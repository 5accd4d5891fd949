//! Compile worker: source text in, compiled code or a structured error out.
//!
//! The transpiler itself is opaque behind [`Transpiler`]. Replies use the
//! worker wire shape:
//!
//! ```text
//! { "type": "code",  "code": "..." }
//! { "type": "error", "error": { "message": "...", "lineNumber": 3 } }
//! ```
//!
//! The actor side (off-thread execution, sequence numbers) lives in
//! `actor::worker`.

mod command;
mod builtin;
mod jsx;

pub use command::CommandTranspiler;
pub use builtin::OxcTranspiler;

use std::panic::{AssertUnwindSafe, catch_unwind};
use std::sync::Arc;

use serde::{Deserialize, Serialize};
use thiserror::Error;

/// Structured compiler failure.
#[derive(Debug, Clone, PartialEq, Eq, Error, Serialize, Deserialize)]
#[error("{message}")]
#[serde(rename_all = "camelCase")]
pub struct CompileError {
    pub message: String,
    /// 1-based line in the submitted unit.
    pub line_number: Option<u32>,
}

impl CompileError {
    pub fn new(message: impl Into<String>, line_number: Option<u32>) -> Self {
        Self {
            message: message.into(),
            line_number,
        }
    }
}

/// Source-to-source compiler used by the worker.
pub trait Transpiler: Send + Sync {
    fn transpile(&self, source: &str) -> Result<String, CompileError>;
}

/// Transpiler for a configured command line; empty means built-in.
pub fn transpiler_for(command: &[String]) -> Arc<dyn Transpiler> {
    if command.is_empty() {
        Arc::new(OxcTranspiler)
    } else {
        Arc::new(CommandTranspiler::new(command.to_vec()))
    }
}

/// One response per submission.
#[derive(Debug, Clone, PartialEq, Eq, Serialize, Deserialize)]
#[serde(tag = "type", rename_all = "lowercase")]
pub enum WorkerReply {
    Code { code: String },
    Error { error: CompileError },
}

impl WorkerReply {
    pub fn to_json(&self) -> String {
        serde_json::to_string(self).unwrap_or_default()
    }
}

/// Run the transpiler, converting every failure (panics included) into an
/// `Error` reply.
pub fn compile(transpiler: &dyn Transpiler, source: &str) -> WorkerReply {
    match catch_unwind(AssertUnwindSafe(|| transpiler.transpile(source))) {
        Ok(Ok(code)) => WorkerReply::Code { code },
        Ok(Err(error)) => WorkerReply::Error { error },
        Err(panic) => {
            let reason = panic
                .downcast_ref::<&str>()
                .map(|s| (*s).to_string())
                .or_else(|| panic.downcast_ref::<String>().cloned())
                .unwrap_or_else(|| "unknown panic".to_string());
            WorkerReply::Error {
                error: CompileError::new(format!("Internal compiler error: {reason}"), None),
            }
        }
    }
}

/// 1-based line containing byte `offset` of `source`.
pub(crate) fn line_at(source: &str, offset: usize) -> u32 {
    let end = offset.min(source.len());
    let newlines = source.as_bytes()[..end].iter().filter(|b| **b == b'\n').count();
    u32::try_from(newlines + 1).unwrap_or(u32::MAX)
}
================================
Task statement> Keeping every character as it is, restate the lines above that run from the line with "#[derive(Debug, Clone, PartialEq, Eq, Serialize, Deserialize)]" through the line with "pub fn to_json(&self)", both included, and nothing else.

Response to this task>
#[derive(Debug, Clone, PartialEq, Eq, Serialize, Deserialize)]
#[serde(tag = "type", rename_all = "lowercase")]
pub enum WorkerReply {
    Code { code: String },
    Error { error: CompileError },
}

impl WorkerReply {
    pub fn to_json(&self) -> String {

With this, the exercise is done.